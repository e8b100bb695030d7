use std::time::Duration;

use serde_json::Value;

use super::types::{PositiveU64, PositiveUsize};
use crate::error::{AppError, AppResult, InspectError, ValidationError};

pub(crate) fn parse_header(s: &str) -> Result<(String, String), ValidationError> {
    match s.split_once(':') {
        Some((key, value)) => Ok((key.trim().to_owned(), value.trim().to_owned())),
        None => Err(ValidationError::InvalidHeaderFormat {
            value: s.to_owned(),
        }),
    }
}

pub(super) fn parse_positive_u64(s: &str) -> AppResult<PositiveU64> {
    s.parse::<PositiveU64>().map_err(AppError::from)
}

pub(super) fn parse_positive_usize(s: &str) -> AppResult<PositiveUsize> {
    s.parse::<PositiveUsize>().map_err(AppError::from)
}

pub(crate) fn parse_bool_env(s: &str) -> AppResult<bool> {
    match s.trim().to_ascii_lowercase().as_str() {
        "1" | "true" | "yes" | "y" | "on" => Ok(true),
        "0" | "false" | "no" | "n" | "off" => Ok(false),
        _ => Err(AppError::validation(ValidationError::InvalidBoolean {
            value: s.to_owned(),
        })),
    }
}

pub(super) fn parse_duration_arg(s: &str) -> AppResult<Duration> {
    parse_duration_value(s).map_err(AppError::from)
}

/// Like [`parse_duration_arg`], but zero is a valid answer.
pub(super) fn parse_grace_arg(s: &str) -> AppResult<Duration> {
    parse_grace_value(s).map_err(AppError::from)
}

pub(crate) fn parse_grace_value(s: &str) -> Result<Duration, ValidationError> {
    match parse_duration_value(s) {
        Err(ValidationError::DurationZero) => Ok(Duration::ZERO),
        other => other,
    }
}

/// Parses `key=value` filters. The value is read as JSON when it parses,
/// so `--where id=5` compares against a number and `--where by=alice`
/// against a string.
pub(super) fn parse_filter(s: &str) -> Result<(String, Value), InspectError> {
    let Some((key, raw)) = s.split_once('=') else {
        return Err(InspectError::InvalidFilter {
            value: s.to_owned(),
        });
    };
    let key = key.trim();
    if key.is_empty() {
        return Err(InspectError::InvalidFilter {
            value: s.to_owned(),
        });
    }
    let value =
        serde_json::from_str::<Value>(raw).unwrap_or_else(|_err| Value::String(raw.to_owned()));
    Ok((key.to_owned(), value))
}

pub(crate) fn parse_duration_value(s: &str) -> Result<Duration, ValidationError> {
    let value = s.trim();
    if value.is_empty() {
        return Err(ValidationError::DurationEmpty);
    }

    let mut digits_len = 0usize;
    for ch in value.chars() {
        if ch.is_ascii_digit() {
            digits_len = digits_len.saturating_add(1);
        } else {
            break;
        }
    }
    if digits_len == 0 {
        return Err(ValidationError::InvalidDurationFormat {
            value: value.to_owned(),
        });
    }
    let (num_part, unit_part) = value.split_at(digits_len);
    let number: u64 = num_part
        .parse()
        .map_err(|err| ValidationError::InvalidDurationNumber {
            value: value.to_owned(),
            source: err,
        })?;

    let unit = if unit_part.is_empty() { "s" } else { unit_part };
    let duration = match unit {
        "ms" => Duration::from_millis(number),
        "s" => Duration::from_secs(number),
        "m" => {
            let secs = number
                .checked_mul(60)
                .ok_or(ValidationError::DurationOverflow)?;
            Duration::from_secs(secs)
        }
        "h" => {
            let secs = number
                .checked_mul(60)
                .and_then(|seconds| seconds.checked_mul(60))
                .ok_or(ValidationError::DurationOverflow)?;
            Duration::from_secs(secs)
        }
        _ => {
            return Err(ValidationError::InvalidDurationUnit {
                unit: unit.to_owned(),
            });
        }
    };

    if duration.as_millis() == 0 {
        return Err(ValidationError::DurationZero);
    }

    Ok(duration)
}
...
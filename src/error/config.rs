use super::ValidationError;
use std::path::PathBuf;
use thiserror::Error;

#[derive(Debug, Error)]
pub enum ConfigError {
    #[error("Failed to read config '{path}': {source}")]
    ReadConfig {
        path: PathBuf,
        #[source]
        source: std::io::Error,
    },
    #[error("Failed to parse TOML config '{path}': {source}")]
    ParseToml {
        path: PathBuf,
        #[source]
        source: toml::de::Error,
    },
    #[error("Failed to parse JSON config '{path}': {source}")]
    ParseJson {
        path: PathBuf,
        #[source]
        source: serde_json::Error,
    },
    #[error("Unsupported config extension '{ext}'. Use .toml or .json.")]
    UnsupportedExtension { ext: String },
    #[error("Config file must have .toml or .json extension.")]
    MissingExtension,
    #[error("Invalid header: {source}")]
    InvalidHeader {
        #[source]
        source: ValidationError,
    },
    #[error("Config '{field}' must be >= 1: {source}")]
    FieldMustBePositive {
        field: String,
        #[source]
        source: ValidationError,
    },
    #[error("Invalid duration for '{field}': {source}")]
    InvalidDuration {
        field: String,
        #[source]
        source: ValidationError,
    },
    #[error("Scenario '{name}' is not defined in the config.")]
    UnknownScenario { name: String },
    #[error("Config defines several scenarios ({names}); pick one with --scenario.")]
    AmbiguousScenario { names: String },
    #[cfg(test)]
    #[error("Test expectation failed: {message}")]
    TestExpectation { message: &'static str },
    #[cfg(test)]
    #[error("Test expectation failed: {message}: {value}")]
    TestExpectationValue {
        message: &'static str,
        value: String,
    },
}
==
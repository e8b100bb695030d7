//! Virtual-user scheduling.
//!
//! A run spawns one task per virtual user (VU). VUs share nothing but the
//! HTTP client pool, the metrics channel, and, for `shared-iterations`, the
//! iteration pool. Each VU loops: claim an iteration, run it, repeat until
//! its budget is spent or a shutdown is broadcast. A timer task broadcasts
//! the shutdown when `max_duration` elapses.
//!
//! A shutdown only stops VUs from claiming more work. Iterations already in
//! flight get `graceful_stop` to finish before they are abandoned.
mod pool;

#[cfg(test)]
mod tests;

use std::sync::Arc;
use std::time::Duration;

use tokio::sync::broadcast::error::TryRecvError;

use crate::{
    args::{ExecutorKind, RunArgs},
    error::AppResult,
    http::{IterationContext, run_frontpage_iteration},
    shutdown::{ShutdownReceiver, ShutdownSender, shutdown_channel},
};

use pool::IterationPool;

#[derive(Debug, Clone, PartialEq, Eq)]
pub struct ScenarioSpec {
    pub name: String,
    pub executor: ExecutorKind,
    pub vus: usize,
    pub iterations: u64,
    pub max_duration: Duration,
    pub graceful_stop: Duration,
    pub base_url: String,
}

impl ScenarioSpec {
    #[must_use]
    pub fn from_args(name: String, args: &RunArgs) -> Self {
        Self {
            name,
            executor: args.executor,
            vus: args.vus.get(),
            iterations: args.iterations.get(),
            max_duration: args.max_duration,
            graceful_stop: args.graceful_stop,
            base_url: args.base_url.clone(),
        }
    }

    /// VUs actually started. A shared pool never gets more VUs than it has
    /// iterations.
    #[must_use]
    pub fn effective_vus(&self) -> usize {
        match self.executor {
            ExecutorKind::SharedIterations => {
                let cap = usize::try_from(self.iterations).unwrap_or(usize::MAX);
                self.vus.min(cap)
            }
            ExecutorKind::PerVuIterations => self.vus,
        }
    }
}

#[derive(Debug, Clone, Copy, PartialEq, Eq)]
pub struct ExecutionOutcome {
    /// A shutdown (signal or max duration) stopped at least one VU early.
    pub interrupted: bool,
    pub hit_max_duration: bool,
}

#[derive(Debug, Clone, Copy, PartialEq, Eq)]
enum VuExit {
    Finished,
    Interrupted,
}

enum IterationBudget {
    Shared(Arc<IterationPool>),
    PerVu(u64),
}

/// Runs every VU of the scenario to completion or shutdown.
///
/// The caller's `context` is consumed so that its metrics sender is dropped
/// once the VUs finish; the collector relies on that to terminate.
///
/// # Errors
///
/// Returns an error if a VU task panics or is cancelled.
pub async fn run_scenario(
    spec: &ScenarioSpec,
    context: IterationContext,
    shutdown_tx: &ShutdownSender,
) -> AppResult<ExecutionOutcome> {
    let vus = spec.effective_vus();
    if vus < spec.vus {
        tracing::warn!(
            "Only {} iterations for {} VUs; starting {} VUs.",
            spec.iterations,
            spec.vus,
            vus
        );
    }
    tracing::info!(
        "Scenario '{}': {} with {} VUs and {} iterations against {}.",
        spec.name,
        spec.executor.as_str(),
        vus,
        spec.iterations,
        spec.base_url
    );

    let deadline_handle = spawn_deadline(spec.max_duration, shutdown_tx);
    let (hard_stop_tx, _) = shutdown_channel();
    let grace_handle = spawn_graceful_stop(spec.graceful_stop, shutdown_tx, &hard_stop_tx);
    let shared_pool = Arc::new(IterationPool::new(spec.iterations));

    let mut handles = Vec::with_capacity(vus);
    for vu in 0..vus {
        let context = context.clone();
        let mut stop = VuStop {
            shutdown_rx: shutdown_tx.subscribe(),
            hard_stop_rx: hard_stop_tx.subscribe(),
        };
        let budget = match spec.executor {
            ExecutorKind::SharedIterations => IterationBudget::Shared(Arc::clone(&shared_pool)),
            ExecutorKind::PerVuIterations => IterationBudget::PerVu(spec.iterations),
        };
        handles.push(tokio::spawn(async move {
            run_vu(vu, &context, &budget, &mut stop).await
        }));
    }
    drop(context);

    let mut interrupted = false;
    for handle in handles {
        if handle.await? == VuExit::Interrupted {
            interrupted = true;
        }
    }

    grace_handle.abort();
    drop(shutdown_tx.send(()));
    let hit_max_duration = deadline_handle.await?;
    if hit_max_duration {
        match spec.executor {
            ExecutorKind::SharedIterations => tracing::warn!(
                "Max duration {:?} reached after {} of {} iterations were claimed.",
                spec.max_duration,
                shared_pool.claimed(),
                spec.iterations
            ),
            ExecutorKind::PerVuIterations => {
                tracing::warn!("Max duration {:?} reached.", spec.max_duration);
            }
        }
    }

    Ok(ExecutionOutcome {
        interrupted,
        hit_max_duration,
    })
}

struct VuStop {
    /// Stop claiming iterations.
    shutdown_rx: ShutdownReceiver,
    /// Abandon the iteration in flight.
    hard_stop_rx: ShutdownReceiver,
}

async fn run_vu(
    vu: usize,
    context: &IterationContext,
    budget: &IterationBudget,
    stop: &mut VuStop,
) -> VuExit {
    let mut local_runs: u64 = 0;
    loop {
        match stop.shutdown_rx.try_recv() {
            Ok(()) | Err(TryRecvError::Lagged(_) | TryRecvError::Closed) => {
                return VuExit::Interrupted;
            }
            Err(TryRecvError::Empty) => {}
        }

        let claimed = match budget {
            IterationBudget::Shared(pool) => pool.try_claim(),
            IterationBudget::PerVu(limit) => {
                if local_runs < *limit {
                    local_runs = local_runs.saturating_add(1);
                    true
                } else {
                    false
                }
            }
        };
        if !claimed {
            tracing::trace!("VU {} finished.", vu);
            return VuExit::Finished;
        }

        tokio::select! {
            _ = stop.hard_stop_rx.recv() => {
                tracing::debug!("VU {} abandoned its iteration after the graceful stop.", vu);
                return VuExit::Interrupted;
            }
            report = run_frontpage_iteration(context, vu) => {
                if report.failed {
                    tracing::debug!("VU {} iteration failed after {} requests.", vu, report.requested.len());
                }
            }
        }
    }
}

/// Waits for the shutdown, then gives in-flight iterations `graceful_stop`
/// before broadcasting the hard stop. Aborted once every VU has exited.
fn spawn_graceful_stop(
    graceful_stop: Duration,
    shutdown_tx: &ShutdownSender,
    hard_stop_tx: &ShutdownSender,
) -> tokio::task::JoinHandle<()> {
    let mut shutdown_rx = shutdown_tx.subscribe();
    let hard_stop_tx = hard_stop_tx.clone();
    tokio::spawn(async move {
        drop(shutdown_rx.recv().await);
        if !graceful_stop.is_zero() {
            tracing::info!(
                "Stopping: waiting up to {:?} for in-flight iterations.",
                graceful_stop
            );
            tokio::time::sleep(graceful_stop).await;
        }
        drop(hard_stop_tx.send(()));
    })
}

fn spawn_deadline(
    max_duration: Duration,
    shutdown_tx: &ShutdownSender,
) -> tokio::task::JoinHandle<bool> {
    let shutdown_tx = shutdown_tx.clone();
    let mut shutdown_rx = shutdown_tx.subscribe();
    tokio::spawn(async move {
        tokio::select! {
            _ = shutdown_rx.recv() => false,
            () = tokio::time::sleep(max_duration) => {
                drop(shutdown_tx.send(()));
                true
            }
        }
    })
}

**WORK INSTRUCTION**
In the lines above, find the word "flight" and copy each line that contains it.

**WRITTEN ANSWER**
//! flight get `graceful_stop` to finish before they are abandoned.
    /// Abandon the iteration in flight.
/// Waits for the shutdown, then gives in-flight iterations `graceful_stop`
                "Stopping: waiting up to {:?} for in-flight iterations.",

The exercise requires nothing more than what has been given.